WORK REQUEST —
Nothing but a number belongs in the answer: the count of lines below that contain the word "names".

+--

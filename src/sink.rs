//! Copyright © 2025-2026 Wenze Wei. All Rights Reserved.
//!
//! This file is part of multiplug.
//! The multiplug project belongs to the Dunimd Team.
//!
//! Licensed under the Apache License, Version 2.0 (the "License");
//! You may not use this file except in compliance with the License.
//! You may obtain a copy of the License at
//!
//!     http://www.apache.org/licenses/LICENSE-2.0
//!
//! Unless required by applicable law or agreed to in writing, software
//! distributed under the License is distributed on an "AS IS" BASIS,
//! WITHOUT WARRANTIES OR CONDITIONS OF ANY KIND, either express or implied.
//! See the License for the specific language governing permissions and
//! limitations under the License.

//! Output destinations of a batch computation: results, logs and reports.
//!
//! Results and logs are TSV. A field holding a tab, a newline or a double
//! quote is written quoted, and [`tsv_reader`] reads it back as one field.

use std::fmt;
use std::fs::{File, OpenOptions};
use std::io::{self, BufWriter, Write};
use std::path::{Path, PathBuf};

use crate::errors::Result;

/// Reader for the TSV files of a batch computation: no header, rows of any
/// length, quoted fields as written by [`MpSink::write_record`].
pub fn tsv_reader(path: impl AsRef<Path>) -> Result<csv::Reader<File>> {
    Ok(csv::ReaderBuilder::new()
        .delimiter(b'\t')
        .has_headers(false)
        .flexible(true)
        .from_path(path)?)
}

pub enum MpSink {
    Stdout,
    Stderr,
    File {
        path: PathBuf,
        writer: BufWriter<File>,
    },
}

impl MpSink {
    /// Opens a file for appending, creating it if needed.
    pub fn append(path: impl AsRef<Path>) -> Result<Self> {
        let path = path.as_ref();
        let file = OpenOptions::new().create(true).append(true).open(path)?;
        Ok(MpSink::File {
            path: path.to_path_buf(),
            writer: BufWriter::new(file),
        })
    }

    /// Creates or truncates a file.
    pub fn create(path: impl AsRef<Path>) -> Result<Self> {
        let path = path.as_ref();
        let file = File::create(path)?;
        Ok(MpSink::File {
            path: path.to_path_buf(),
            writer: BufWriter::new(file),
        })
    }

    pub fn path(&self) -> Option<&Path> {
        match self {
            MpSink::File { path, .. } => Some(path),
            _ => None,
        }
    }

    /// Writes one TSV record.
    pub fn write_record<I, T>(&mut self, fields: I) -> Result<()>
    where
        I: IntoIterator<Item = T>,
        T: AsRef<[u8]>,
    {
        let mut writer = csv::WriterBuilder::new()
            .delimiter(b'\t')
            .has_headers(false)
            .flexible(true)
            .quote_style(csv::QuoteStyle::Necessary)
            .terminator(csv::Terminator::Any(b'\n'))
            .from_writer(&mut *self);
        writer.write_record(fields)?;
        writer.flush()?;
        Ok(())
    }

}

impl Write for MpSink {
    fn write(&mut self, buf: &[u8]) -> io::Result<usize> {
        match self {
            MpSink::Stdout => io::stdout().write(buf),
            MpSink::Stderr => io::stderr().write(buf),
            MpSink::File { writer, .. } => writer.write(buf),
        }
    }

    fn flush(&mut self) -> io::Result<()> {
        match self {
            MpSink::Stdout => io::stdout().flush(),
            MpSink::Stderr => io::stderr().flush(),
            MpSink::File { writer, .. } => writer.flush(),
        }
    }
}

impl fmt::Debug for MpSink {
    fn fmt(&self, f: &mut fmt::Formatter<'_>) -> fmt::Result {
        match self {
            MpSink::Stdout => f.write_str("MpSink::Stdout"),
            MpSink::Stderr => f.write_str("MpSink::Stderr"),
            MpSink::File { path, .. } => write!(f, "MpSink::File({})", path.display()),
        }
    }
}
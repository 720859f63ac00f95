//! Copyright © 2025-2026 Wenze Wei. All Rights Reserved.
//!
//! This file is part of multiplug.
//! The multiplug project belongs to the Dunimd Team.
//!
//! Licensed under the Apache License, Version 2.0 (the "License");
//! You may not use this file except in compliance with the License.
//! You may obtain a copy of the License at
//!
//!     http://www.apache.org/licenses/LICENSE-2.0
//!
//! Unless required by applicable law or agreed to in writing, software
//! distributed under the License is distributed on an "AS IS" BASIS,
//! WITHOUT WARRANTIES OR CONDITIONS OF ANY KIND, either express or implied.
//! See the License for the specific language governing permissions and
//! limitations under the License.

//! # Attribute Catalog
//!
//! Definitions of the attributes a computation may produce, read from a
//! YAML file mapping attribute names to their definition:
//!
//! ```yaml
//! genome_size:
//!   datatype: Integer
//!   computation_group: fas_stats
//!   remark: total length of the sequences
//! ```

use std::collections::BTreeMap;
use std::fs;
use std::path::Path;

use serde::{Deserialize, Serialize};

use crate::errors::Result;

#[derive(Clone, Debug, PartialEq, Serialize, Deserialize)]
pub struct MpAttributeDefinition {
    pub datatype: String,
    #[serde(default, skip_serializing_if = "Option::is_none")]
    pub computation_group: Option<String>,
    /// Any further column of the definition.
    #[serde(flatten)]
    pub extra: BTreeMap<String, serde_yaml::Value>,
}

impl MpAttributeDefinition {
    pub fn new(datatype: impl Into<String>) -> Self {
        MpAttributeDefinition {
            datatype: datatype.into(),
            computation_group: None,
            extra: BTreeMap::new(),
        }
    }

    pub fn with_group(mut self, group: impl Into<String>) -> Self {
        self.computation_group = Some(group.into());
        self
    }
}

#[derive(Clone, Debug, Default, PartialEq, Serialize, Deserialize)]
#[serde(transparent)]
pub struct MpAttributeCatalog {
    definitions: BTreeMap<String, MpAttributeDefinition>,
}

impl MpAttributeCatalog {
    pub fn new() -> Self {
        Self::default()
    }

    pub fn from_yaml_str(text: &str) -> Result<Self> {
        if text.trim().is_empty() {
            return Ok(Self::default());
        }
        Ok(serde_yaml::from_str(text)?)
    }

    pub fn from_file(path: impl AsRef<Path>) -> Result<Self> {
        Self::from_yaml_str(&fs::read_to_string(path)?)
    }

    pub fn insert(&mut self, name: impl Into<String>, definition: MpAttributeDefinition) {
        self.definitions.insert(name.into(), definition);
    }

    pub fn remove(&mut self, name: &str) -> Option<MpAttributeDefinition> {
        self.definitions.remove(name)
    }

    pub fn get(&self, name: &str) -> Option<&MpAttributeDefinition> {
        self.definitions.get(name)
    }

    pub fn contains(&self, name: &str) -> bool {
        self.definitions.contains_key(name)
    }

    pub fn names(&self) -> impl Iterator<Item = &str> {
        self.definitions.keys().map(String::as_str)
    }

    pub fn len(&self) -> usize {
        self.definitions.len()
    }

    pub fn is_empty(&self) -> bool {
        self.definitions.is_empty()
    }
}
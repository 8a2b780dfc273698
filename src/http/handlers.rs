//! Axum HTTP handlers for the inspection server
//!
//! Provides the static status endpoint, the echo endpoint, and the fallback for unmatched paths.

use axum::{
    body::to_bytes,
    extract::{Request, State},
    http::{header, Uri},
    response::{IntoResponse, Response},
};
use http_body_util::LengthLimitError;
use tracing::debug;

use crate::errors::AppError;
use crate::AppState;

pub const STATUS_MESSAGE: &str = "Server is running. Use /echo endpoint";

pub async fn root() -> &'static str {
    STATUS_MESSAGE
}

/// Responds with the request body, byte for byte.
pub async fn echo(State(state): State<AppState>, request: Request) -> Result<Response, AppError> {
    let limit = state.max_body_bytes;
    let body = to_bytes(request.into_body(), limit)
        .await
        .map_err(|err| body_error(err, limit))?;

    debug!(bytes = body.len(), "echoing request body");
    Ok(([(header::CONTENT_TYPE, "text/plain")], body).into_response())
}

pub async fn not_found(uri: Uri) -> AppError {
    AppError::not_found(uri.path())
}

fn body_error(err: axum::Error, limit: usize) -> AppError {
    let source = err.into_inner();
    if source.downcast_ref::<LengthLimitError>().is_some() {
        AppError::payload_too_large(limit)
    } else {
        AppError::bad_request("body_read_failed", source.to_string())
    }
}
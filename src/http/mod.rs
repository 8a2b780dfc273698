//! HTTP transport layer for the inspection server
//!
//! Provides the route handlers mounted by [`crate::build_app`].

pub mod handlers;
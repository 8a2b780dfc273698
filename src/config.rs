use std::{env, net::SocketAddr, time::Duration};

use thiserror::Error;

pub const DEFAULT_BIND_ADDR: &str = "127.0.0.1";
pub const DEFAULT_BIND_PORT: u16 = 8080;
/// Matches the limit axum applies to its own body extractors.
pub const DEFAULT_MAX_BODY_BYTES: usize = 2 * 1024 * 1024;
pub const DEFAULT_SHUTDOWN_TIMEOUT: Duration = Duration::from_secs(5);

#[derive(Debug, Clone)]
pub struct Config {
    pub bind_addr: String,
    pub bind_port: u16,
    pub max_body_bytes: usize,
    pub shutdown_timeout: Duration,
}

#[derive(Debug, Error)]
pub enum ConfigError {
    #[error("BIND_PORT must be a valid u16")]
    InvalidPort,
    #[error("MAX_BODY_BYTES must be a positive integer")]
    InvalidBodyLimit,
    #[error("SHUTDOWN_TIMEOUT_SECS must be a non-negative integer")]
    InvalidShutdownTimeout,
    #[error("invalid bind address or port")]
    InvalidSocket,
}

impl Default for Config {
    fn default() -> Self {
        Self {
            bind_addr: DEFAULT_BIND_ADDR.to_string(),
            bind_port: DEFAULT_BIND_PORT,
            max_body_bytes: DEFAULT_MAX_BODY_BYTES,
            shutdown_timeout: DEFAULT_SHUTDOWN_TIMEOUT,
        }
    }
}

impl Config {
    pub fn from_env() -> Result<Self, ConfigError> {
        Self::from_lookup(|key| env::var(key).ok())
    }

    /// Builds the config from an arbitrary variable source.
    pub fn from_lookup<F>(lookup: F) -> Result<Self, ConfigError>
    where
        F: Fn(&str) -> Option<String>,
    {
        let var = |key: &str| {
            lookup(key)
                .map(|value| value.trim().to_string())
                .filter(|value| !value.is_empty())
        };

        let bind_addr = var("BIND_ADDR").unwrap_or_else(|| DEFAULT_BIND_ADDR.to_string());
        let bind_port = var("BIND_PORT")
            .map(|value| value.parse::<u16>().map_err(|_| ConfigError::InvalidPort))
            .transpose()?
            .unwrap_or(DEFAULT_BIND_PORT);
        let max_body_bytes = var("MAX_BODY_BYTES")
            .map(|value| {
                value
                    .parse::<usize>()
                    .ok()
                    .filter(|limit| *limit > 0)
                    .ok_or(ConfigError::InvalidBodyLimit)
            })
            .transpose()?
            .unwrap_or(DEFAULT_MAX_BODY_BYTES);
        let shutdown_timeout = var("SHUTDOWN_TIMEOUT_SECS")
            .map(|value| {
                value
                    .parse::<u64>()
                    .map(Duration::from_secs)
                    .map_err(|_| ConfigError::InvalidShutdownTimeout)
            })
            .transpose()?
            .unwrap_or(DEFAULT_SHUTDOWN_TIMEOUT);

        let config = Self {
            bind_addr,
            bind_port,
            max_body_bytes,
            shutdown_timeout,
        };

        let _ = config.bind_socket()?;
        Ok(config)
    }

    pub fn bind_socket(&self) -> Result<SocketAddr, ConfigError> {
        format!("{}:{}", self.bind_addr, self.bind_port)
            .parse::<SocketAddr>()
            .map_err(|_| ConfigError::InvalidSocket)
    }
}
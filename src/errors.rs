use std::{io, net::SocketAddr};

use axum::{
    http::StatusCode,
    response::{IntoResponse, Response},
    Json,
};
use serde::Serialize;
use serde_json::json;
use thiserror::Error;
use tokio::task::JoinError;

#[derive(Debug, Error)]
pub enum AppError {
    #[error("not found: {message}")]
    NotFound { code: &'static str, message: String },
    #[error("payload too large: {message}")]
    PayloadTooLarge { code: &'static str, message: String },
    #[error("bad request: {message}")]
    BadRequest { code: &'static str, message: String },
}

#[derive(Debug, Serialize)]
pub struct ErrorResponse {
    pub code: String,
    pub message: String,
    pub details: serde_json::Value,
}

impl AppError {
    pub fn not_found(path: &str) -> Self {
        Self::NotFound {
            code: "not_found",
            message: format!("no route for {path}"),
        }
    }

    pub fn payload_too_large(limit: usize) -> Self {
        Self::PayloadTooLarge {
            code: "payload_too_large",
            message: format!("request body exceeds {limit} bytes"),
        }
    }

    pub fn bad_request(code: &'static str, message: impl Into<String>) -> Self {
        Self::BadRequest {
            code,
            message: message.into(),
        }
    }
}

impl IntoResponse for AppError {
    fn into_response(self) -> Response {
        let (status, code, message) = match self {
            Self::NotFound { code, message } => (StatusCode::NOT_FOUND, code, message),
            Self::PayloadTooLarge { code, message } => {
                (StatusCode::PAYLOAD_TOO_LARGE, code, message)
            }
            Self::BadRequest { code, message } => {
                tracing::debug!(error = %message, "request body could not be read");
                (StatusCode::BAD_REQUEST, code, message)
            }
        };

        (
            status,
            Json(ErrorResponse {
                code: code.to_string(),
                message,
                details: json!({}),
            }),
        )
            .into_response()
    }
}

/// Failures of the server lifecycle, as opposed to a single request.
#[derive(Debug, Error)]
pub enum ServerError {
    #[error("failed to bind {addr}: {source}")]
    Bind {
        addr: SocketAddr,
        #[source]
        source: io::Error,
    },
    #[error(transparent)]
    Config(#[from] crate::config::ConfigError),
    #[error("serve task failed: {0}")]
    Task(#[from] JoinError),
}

+--

REPLY TO THE TASK —
2